The British oil giant, BP, was on Thursday reported to have agreed to pay a record criminal fine of between three to five billion U.S. dollars, thought to be the largest in U.S. history, in a deal with the U.S. Department of Justice over criminal charges related to the 2010 Deepwater Horizon disaster.
It was also expected to plead guilty to criminal misconduct in exchange for a waiver of future prosecution, according to media reports quoting anonymous sources.
The BBC said that “up to four BP staff may be arrested”. It pointed out that the settlement was “much bigger than the largest previous corporate criminal penalty assessed by the Department of Justice, the $1.2bn fine imposed on drug maker Pfizer in 2009”.
“The oil giant has been selling assets worth billions of pounds to raise money to settle all claims. The company is expected to make a final payment of $860m into the $20bn Gulf of Mexico compensation fund by the end of the year.
BP has booked provisions of $38.1bn to cover its liabilities from the incident, but the company has said the final cost remained highly uncertain”, it reported.
Earlier, BP said it was in “advanced discussions” with the Department of Justice and the Securities & Exchange Commission (SEC) about settling criminal and other claims.
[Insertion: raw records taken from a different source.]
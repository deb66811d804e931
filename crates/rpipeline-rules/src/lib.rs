//! # rpipeline-rules
//!
//! Rule documents for the rpipeline message interpreter.
//!
//! A rule is a condition plus an ordered list of statements. This crate reads
//! the serialized syntax tree of such rules from YAML and provides the
//! keyed store interface rule text is kept in. Binding function names to
//! implementations and evaluating rules is done by `rpipeline-eval`.
//!
//! ## Quick Start
//!
//! ```rust
//! use rpipeline_rules::{ExprNode, parse_rule_yaml};
//!
//! let yaml = r#"
//! title: Tag Year
//! when: {eq: [{field: source}, "web-01"]}
//! then:
//!   - call: set_field
//!     args: {field: year, value: 2010}
//! "#;
//!
//! let collection = parse_rule_yaml(yaml).unwrap();
//! assert_eq!(collection.rules.len(), 1);
//! assert!(matches!(collection.rules[0].statements[0], ExprNode::Call { .. }));
//! ```

pub mod ast;
pub mod error;
pub mod parser;
pub mod store;

pub use ast::{ComparisonOp, ExprNode, Literal, RuleCollection, RuleDocument};
pub use error::{Result, RuleParseError};
pub use parser::{
    parse_expr, parse_rule_directory, parse_rule_document, parse_rule_file, parse_rule_path,
    parse_rule_yaml,
};
pub use store::{DirectoryRuleStore, MemoryRuleStore, RuleSource, RuleSourceStore};
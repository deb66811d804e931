//! Typed formal parameters.

use std::fmt;
use std::sync::Arc;

use crate::context::EvaluationContext;
use crate::error::{EvalError, EvalResult};
use crate::function::FunctionArgs;
use crate::value::{FromValue, TypeTag, Value};

/// Maps an argument of the parameter's source type to its transformed type.
pub type Transform = Arc<dyn Fn(Value) -> EvalResult<Value> + Send + Sync>;

/// A named, typed formal parameter of a function.
///
/// The argument is narrowed to `source_type`, passed through the optional
/// transform and narrowed to `transformed_type`. Without a transform both
/// types are equal and the value passes through unchanged.
#[derive(Clone)]
pub struct ParameterDescriptor {
    source_type: TypeTag,
    transformed_type: TypeTag,
    name: String,
    optional: bool,
    transform: Option<Transform>,
}

impl ParameterDescriptor {
    pub fn typed(name: impl Into<String>, ty: TypeTag) -> Self {
        ParameterDescriptor {
            source_type: ty,
            transformed_type: ty,
            name: name.into(),
            optional: false,
            transform: None,
        }
    }

    pub fn string(name: impl Into<String>) -> Self {
        Self::typed(name, TypeTag::String)
    }

    pub fn integer(name: impl Into<String>) -> Self {
        Self::typed(name, TypeTag::Integer)
    }

    pub fn floating(name: impl Into<String>) -> Self {
        Self::typed(name, TypeTag::Float)
    }

    pub fn bool(name: impl Into<String>) -> Self {
        Self::typed(name, TypeTag::Bool)
    }

    pub fn object(name: impl Into<String>) -> Self {
        Self::typed(name, TypeTag::Object)
    }

    pub fn any(name: impl Into<String>) -> Self {
        Self::typed(name, TypeTag::Any)
    }

    pub fn ip(name: impl Into<String>) -> Self {
        Self::typed(name, TypeTag::Ip)
    }

    pub fn timestamp(name: impl Into<String>) -> Self {
        Self::typed(name, TypeTag::Timestamp)
    }

    pub fn message(name: impl Into<String>) -> Self {
        Self::typed(name, TypeTag::Message)
    }

    /// Allow the call site to leave this parameter unbound.
    pub fn optional(mut self) -> Self {
        self.optional = true;
        self
    }

    /// Attach a transform producing values of `transformed_type`.
    pub fn transform<F>(mut self, transformed_type: TypeTag, f: F) -> Self
    where
        F: Fn(Value) -> EvalResult<Value> + Send + Sync + 'static,
    {
        self.transformed_type = transformed_type;
        self.transform = Some(Arc::new(f));
        self
    }

    pub fn name(&self) -> &str {
        &self.name
    }

    pub fn source_type(&self) -> TypeTag {
        self.source_type
    }

    pub fn transformed_type(&self) -> TypeTag {
        self.transformed_type
    }

    pub fn is_optional(&self) -> bool {
        self.optional
    }

    pub fn has_transform(&self) -> bool {
        self.transform.is_some()
    }

    /// Narrow a raw argument value to the source type, transform it and
    /// narrow the result to the transformed type. `Null` passes through.
    pub fn apply_transform(&self, value: Value) -> EvalResult<Value> {
        let value = self.narrow_to(value, self.source_type)?;
        if value.is_null() {
            return Ok(value);
        }
        let value = match &self.transform {
            Some(f) => f(value)?,
            None => value,
        };
        self.narrow_to(value, self.transformed_type)
    }

    fn narrow_to(&self, value: Value, ty: TypeTag) -> EvalResult<Value> {
        value
            .coerce(ty)
            .map_err(|found| EvalError::coercion(ty, found, self.context()))
    }

    fn narrow<X: FromValue>(&self, value: Value) -> EvalResult<Option<X>> {
        if value.is_null() {
            return Ok(None);
        }
        value
            .narrow::<X>()
            .map(Some)
            .map_err(|found| EvalError::coercion(X::TYPE, found, self.context()))
    }

    fn context(&self) -> String {
        format!("parameter '{}'", self.name)
    }

    /// Evaluate the argument bound to this parameter.
    ///
    /// A precomputed (folded) value is used when present. An unbound
    /// parameter and a `null` argument both yield `Ok(None)`.
    pub fn eval_required<X: FromValue>(
        &self,
        args: &FunctionArgs,
        ctx: &mut EvaluationContext,
    ) -> EvalResult<Option<X>> {
        if let Some(precomputed) = args.precomputed_value(&self.name) {
            let value = self.narrow_to(precomputed.clone(), self.transformed_type)?;
            return self.narrow(value);
        }
        let Some(expr) = args.expression(&self.name) else {
            return Ok(None);
        };
        let value = expr.evaluate(ctx)?;
        let value = self.apply_transform(value)?;
        self.narrow(value)
    }

    /// Like [`eval_required`](Self::eval_required), but absence is a
    /// [`EvalError::MissingArgument`].
    pub fn require<X: FromValue>(
        &self,
        args: &FunctionArgs,
        ctx: &mut EvaluationContext,
    ) -> EvalResult<X> {
        self.eval_required(args, ctx)?
            .ok_or_else(|| EvalError::MissingArgument {
                function: args.function_name().to_string(),
                parameter: self.name.clone(),
            })
    }

    /// Like [`eval_required`](Self::eval_required), with `default` for
    /// absence.
    pub fn eval_or<X: FromValue>(
        &self,
        args: &FunctionArgs,
        ctx: &mut EvaluationContext,
        default: X,
    ) -> EvalResult<X> {
        Ok(self.eval_required(args, ctx)?.unwrap_or(default))
    }
}

impl fmt::Debug for ParameterDescriptor {
    fn fmt(&self, f: &mut fmt::Formatter<'_>) -> fmt::Result {
        f.debug_struct("ParameterDescriptor")
            .field("name", &self.name)
            .field("source_type", &self.source_type)
            .field("transformed_type", &self.transformed_type)
            .field("optional", &self.optional)
            .field("transform", &self.transform.is_some())
            .finish()
    }
}

/// `name: type`, `name?: type` for optional parameters, `name: a -> b`
/// when a transform changes the type.
impl fmt::Display for ParameterDescriptor {
    fn fmt(&self, f: &mut fmt::Formatter<'_>) -> fmt::Result {
        f.write_str(&self.name)?;
        if self.optional {
            f.write_str("?")?;
        }
        write!(f, ": {}", self.source_type)?;
        if self.transformed_type != self.source_type {
            write!(f, " -> {}", self.transformed_type)?;
        }
        Ok(())
    }
}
The discussions were about “proposed resolutions of all U.S. federal government criminal and SEC claims against BP in connection with the Deepwater Horizon incident”, it said in a statement.
The deal would not include a range of other claims, including individual and federal claims for damages under the Clean Water Act, and state claims for economic loss, it added.
The deal followed months of negotiations between BP, the U.S. government and Gulf Coast states to settle civil and criminal liability claims resulting from the disaster.
An explosion on the Deepwater Horizon rig on April 20, 2010 killed 11 workers and released millions of barrels of crude into the Gulf of Mexico over 87 days. An internal investigation by the company concluded that no single cause was behind the accident, but “multiple companies, work teams and circumstances were involved over time”. Other companies included Transocean, and Halliburton.